Task directions -
In the listing that follows, the lines starting at the one containing "filename src/installers/error.rs" and ending at the one containing "does not exist" are to be returned exactly, both boundary lines included, and no others.
======
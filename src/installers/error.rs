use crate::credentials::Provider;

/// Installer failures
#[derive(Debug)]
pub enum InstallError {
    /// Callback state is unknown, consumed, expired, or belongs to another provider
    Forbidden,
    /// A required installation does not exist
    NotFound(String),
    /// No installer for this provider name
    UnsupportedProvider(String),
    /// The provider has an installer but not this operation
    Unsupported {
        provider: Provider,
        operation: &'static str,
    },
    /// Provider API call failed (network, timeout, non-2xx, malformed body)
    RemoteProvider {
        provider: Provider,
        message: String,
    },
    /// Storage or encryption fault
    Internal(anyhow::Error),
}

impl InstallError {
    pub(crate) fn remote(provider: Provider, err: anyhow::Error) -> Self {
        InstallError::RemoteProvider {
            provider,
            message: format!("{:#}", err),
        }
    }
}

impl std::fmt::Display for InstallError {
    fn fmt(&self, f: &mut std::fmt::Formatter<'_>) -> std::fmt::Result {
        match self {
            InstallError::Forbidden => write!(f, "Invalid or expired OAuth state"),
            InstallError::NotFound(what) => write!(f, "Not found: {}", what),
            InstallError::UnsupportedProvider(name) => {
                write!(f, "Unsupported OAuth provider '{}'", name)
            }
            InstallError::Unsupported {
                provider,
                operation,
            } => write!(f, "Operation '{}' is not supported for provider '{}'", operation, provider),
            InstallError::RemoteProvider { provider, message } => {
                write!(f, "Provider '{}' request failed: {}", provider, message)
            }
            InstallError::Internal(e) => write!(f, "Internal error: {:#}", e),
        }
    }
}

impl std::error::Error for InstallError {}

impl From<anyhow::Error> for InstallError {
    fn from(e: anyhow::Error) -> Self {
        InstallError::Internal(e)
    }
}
======
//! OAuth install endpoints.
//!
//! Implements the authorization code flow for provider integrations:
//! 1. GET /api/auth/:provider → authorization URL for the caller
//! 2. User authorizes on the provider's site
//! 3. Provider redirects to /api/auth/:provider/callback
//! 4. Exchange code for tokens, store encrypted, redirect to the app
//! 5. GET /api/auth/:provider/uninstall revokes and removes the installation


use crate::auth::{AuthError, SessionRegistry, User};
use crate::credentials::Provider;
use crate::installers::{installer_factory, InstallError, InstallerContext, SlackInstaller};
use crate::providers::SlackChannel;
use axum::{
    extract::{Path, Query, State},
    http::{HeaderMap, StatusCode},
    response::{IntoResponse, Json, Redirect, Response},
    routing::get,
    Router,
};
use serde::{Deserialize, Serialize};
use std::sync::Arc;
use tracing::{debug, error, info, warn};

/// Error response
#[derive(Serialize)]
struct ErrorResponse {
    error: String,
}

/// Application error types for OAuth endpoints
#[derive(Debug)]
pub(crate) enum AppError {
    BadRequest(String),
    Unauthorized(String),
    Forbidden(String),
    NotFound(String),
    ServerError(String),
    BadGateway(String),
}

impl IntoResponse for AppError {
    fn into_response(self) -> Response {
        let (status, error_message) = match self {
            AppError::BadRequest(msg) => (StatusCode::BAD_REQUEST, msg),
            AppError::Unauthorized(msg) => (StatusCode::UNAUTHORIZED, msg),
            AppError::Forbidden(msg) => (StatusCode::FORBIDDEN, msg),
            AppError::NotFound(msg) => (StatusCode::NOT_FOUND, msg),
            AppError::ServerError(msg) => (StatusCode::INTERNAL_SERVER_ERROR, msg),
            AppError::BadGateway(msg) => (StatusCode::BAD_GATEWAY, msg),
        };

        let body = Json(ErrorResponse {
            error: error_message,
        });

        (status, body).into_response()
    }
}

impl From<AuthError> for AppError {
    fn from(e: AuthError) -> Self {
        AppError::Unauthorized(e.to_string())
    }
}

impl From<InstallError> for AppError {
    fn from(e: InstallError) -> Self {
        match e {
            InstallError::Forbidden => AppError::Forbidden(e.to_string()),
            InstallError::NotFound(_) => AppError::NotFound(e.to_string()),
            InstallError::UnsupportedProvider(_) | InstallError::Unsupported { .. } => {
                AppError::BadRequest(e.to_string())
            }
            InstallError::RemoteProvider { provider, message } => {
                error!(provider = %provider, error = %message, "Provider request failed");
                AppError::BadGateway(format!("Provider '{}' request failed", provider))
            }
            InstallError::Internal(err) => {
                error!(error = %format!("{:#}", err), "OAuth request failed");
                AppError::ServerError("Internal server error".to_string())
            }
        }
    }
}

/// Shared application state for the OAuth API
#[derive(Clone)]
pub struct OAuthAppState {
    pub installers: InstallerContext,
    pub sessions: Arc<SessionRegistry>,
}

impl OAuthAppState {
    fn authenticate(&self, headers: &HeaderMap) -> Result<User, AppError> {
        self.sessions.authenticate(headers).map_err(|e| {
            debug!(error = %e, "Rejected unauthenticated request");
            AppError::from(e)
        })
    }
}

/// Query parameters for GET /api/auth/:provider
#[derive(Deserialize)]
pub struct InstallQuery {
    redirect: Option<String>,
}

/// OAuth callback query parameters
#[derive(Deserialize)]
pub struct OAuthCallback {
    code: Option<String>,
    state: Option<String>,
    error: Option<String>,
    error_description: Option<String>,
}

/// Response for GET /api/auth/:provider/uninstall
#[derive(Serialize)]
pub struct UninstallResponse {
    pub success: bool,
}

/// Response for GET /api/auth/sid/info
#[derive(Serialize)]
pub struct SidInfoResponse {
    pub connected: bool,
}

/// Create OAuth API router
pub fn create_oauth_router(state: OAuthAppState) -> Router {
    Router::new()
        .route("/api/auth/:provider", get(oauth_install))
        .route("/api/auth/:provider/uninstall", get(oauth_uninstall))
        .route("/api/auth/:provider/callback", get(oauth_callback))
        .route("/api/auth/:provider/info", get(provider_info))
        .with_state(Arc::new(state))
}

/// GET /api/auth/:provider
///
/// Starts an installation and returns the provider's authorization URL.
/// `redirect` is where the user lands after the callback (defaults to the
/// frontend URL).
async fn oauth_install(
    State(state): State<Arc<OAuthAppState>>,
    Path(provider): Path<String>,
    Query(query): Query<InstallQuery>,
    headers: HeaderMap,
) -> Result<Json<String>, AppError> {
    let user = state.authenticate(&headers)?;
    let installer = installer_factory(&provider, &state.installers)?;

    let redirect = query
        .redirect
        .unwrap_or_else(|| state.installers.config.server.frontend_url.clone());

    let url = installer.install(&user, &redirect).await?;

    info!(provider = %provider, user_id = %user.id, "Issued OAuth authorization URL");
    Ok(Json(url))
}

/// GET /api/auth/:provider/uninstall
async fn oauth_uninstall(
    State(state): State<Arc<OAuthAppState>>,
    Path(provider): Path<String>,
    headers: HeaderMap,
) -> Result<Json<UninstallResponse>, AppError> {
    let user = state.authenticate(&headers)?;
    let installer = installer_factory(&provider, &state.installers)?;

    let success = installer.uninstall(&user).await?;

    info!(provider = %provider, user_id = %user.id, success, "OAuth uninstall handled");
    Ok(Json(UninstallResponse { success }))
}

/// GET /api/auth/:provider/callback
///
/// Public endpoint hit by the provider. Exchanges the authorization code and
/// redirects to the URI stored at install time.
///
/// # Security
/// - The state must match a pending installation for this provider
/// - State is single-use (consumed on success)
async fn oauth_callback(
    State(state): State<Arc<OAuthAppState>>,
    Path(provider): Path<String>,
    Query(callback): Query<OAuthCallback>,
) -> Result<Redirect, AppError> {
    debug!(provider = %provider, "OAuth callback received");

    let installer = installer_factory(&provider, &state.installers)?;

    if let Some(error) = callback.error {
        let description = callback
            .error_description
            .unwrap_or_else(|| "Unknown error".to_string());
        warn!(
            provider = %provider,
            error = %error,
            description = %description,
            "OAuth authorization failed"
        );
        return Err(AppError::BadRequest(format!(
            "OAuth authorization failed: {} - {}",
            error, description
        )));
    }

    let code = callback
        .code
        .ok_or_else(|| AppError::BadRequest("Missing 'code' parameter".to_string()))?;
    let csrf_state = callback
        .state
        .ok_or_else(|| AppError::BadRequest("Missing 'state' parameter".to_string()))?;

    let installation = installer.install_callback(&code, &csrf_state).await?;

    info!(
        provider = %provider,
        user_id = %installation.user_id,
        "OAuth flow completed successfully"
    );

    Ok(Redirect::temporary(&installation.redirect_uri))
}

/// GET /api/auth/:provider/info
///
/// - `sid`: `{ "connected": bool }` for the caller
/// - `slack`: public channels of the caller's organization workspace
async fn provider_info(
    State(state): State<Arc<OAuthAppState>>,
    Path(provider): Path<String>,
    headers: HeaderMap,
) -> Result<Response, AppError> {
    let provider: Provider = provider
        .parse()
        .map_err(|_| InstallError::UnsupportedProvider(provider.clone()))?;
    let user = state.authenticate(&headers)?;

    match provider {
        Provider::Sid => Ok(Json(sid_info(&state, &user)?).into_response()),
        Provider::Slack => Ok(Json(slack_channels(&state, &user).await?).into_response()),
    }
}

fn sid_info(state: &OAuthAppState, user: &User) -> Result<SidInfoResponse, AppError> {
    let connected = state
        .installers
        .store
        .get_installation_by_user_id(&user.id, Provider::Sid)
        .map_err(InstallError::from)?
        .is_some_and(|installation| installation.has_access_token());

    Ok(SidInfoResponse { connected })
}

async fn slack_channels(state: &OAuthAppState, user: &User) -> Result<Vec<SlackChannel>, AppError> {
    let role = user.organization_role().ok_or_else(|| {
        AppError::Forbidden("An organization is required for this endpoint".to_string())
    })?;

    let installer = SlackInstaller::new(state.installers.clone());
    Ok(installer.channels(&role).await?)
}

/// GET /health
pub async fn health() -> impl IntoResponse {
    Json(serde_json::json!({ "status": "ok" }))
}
======
Answer to the exercise -
filename src/installers/error.rs
use crate::credentials::Provider;

/// Installer failures
#[derive(Debug)]
pub enum InstallError {
    /// Callback state is unknown, consumed, expired, or belongs to another provider
    Forbidden,
    /// A required installation does not exist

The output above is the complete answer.